- [Your task]:
Beneath this task are records; print exactly the stretch of them from the line with "#[derive(Clone, Eq, PartialEq, Hash, Debug)]" through the line with "pub struct FieldRef", both ends included.

- [Record excerpts]:
//! Item factory: interned types, prototypes and member references.
//!
//! Every reference the compiler hands around is a small `Copy` handle into
//! the factory. Handles compare by identity; anything that must be stable
//! across runs orders by descriptor text through the `cmp_*` methods.

use crate::{Name, StringInterner};
use dashmap::DashMap;
use parking_lot::RwLock;
use rustc_hash::FxBuildHasher;
use smallvec::SmallVec;
use std::cmp::Ordering;
use std::fmt;
use std::ops::Deref;
use std::sync::Arc;

/// Interned type, identified by its descriptor (`Lcom/example/Foo;`, `I`, ...).
#[derive(Copy, Clone, Eq, PartialEq, Hash)]
#[repr(transparent)]
pub struct TypeId(Name);

impl TypeId {
    #[inline]
    pub const fn name(self) -> Name {
        self.0
    }

    #[inline]
    pub const fn raw(self) -> u32 {
        self.0.raw()
    }
}

impl fmt::Debug for TypeId {
    fn fmt(&self, f: &mut fmt::Formatter<'_>) -> fmt::Result {
        write!(f, "TypeId({})", self.raw())
    }
}

/// Interned method prototype.
#[derive(Copy, Clone, Eq, PartialEq, Hash, Debug)]
#[repr(transparent)]
pub struct ProtoId(u32);

impl ProtoId {
    #[inline]
    pub const fn raw(self) -> u32 {
        self.0
    }
}

/// Return type and parameter types of a method.
#[derive(Clone, Eq, PartialEq, Hash, Debug)]
pub struct Proto {
    pub ret: TypeId,
    pub params: SmallVec<[TypeId; 4]>,
}

/// Reference to a method: holder, name and prototype.
#[derive(Copy, Clone, Eq, PartialEq, Hash, Debug)]
pub struct MethodRef {
    pub holder: TypeId,
    pub name: Name,
    pub proto: ProtoId,
}

impl MethodRef {
    #[must_use]
    pub fn with_holder(self, holder: TypeId) -> Self {
        MethodRef { holder, ..self }
    }

    #[must_use]
    pub fn with_name(self, name: Name) -> Self {
        MethodRef { name, ..self }
    }
}

/// Reference to a field: holder, name and field type.
#[derive(Copy, Clone, Eq, PartialEq, Hash, Debug)]
pub struct FieldRef {
    pub holder: TypeId,
    pub name: Name,
    pub ty: TypeId,
}

impl FieldRef {
    #[must_use]
    pub fn with_holder(self, holder: TypeId) -> Self {
        FieldRef { holder, ..self }
    }
}

/// Whether `descriptor` is a well-formed type descriptor.
pub fn is_valid_type_descriptor(descriptor: &str) -> bool {
    match descriptor.as_bytes() {
        [b'V' | b'Z' | b'B' | b'S' | b'C' | b'I' | b'J' | b'F' | b'D'] => true,
        [b'[', ..] => is_valid_type_descriptor(&descriptor[1..]),
        [b'L', inner @ .., b';'] => {
            !inner.is_empty() && !inner.contains(&b';') && !inner.contains(&b'.')
        }
        _ => false,
    }
}

/// Interns types, prototypes and names for one compilation.
pub struct ItemFactory {
    strings: StringInterner,
    protos: DashMap<Proto, ProtoId, FxBuildHasher>,
    proto_table: RwLock<Vec<Proto>>,
    void_type: TypeId,
    int_type: TypeId,
    object_type: TypeId,
    string_type: TypeId,
}

impl ItemFactory {
    pub fn new() -> Self {
        let strings = StringInterner::new();
        let void_type = TypeId(strings.intern("V"));
        let int_type = TypeId(strings.intern("I"));
        let object_type = TypeId(strings.intern("Ljava/lang/Object;"));
        let string_type = TypeId(strings.intern("Ljava/lang/String;"));
        ItemFactory {
            strings,
            protos: DashMap::with_hasher(FxBuildHasher),
            proto_table: RwLock::new(Vec::new()),
            void_type,
            int_type,
            object_type,
            string_type,
        }
    }

    pub fn void_type(&self) -> TypeId {
        self.void_type
    }

    pub fn int_type(&self) -> TypeId {
        self.int_type
    }

    pub fn object_type(&self) -> TypeId {
        self.object_type
    }

    pub fn string_type(&self) -> TypeId {
        self.string_type
    }

    // Names

    pub fn intern_name(&self, name: &str) -> Name {
        self.strings.intern(name)
    }

    pub fn name_str(&self, name: Name) -> &'static str {
        self.strings.lookup(name)
    }

    // Types

    /// Intern a type from its descriptor.
    pub fn intern_type(&self, descriptor: &str) -> TypeId {
        debug_assert!(
            is_valid_type_descriptor(descriptor),
            "malformed type descriptor `{descriptor}`"
        );
        TypeId(self.strings.intern(descriptor))
    }

    /// Intern a class type from its binary name (`com/example/Foo`).
    pub fn type_for_binary_name(&self, binary_name: &str) -> TypeId {
        self.intern_type(&format!("L{binary_name};"))
    }

    /// Look up a type without interning it.
    pub fn lookup_type(&self, descriptor: &str) -> Option<TypeId> {
        self.strings.get(descriptor).map(TypeId)
    }

    pub fn descriptor(&self, ty: TypeId) -> &'static str {
        self.strings.lookup(ty.0)
    }

    /// Binary name of a class type; other types yield their descriptor.
    pub fn binary_name(&self, ty: TypeId) -> &'static str {
        let descriptor = self.descriptor(ty);
        descriptor
            .strip_prefix('L')
            .and_then(|inner| inner.strip_suffix(';'))
            .unwrap_or(descriptor)
    }

    pub fn is_class_type(&self, ty: TypeId) -> bool {
        self.descriptor(ty).starts_with('L')
    }

    // Prototypes

    pub fn intern_proto(&self, ret: TypeId, params: &[TypeId]) -> ProtoId {
        let key = Proto {
            ret,
            params: SmallVec::from_slice(params),
        };
        let existing = self.protos.get(&key).map(|id| *id);
        if let Some(id) = existing {
            return id;
        }
        let stored = key.clone();
        *self.protos.entry(key).or_insert_with(|| {
            let mut table = self.proto_table.write();
            #[expect(
                clippy::cast_possible_truncation,
                reason = "prototype count stays far below u32::MAX"
            )]
            let id = ProtoId(table.len() as u32);
            table.push(stored);
            id
        })
    }

    pub fn proto(&self, id: ProtoId) -> Proto {
        self.proto_table.read()[id.0 as usize].clone()
    }

    /// Rewrite every type of a prototype, re-interning the result.
    pub fn map_proto(&self, id: ProtoId, mut map: impl FnMut(TypeId) -> TypeId) -> ProtoId {
        let proto = self.proto(id);
        let ret = map(proto.ret);
        let params: SmallVec<[TypeId; 4]> = proto.params.iter().map(|p| map(*p)).collect();
        if ret == proto.ret && params == proto.params {
            return id;
        }
        self.intern_proto(ret, &params)
    }

    pub fn proto_descriptor(&self, id: ProtoId) -> String {
        let proto = self.proto(id);
        let mut out = String::from("(");
        for param in &proto.params {
            out.push_str(self.descriptor(*param));
        }
        out.push(')');
        out.push_str(self.descriptor(proto.ret));
        out
    }

    // Members

    pub fn create_method(&self, holder: TypeId, name: &str, proto: ProtoId) -> MethodRef {
        MethodRef {
            holder,
            name: self.intern_name(name),
            proto,
        }
    }

    pub fn create_field(&self, holder: TypeId, name: &str, ty: TypeId) -> FieldRef {
        FieldRef {
            holder,
            name: self.intern_name(name),
            ty,
        }
    }

    pub fn method_to_string(&self, method: MethodRef) -> String {
        format!(
            "{}->{}{}",
            self.descriptor(method.holder),
            self.name_str(method.name),
            self.proto_descriptor(method.proto)
        )
    }

    pub fn field_to_string(&self, field: FieldRef) -> String {
        format!(
            "{}->{}:{}",
            self.descriptor(field.holder),
            self.name_str(field.name),
            self.descriptor(field.ty)
        )
    }

    // Deterministic ordering

    pub fn cmp_types(&self, a: TypeId, b: TypeId) -> Ordering {
        if a == b {
            return Ordering::Equal;
        }
        self.descriptor(a).cmp(self.descriptor(b))
    }

    pub fn cmp_names(&self, a: Name, b: Name) -> Ordering {
        if a == b {
            return Ordering::Equal;
        }
        self.name_str(a).cmp(self.name_str(b))
    }

    pub fn cmp_protos(&self, a: ProtoId, b: ProtoId) -> Ordering {
        if a == b {
            return Ordering::Equal;
        }
        let (a, b) = (self.proto(a), self.proto(b));
        self.cmp_types(a.ret, b.ret)
            .then_with(|| self.cmp_type_lists(&a.params, &b.params))
    }

    pub fn cmp_type_lists(&self, a: &[TypeId], b: &[TypeId]) -> Ordering {
        for (x, y) in a.iter().zip(b) {
            let ord = self.cmp_types(*x, *y);
            if ord != Ordering::Equal {
                return ord;
            }
        }
        a.len().cmp(&b.len())
    }

    pub fn cmp_methods(&self, a: MethodRef, b: MethodRef) -> Ordering {
        self.cmp_types(a.holder, b.holder)
            .then_with(|| self.cmp_names(a.name, b.name))
            .then_with(|| self.cmp_protos(a.proto, b.proto))
    }

    pub fn cmp_fields(&self, a: FieldRef, b: FieldRef) -> Ordering {
        self.cmp_types(a.holder, b.holder)
            .then_with(|| self.cmp_names(a.name, b.name))
            .then_with(|| self.cmp_types(a.ty, b.ty))
    }
}

impl Default for ItemFactory {
    fn default() -> Self {
        Self::new()
    }
}

/// Thread-safe shared factory.
#[derive(Clone)]
pub struct SharedFactory(Arc<ItemFactory>);

impl SharedFactory {
    pub fn new() -> Self {
        SharedFactory(Arc::new(ItemFactory::new()))
    }
}

impl Default for SharedFactory {
    fn default() -> Self {
        Self::new()
    }
}

impl Deref for SharedFactory {
    type Target = ItemFactory;

    fn deref(&self) -> &Self::Target {
        &self.0
    }
}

- [Solution to this task]:
#[derive(Clone, Eq, PartialEq, Hash, Debug)]
pub struct Proto {
    pub ret: TypeId,
    pub params: SmallVec<[TypeId; 4]>,
}

/// Reference to a method: holder, name and prototype.
#[derive(Copy, Clone, Eq, PartialEq, Hash, Debug)]
pub struct MethodRef {
    pub holder: TypeId,
    pub name: Name,
    pub proto: ProtoId,
}

impl MethodRef {
    #[must_use]
    pub fn with_holder(self, holder: TypeId) -> Self {
        MethodRef { holder, ..self }
    }

    #[must_use]
    pub fn with_name(self, name: Name) -> Self {
        MethodRef { name, ..self }
    }
}

/// Reference to a field: holder, name and field type.
#[derive(Copy, Clone, Eq, PartialEq, Hash, Debug)]
pub struct FieldRef {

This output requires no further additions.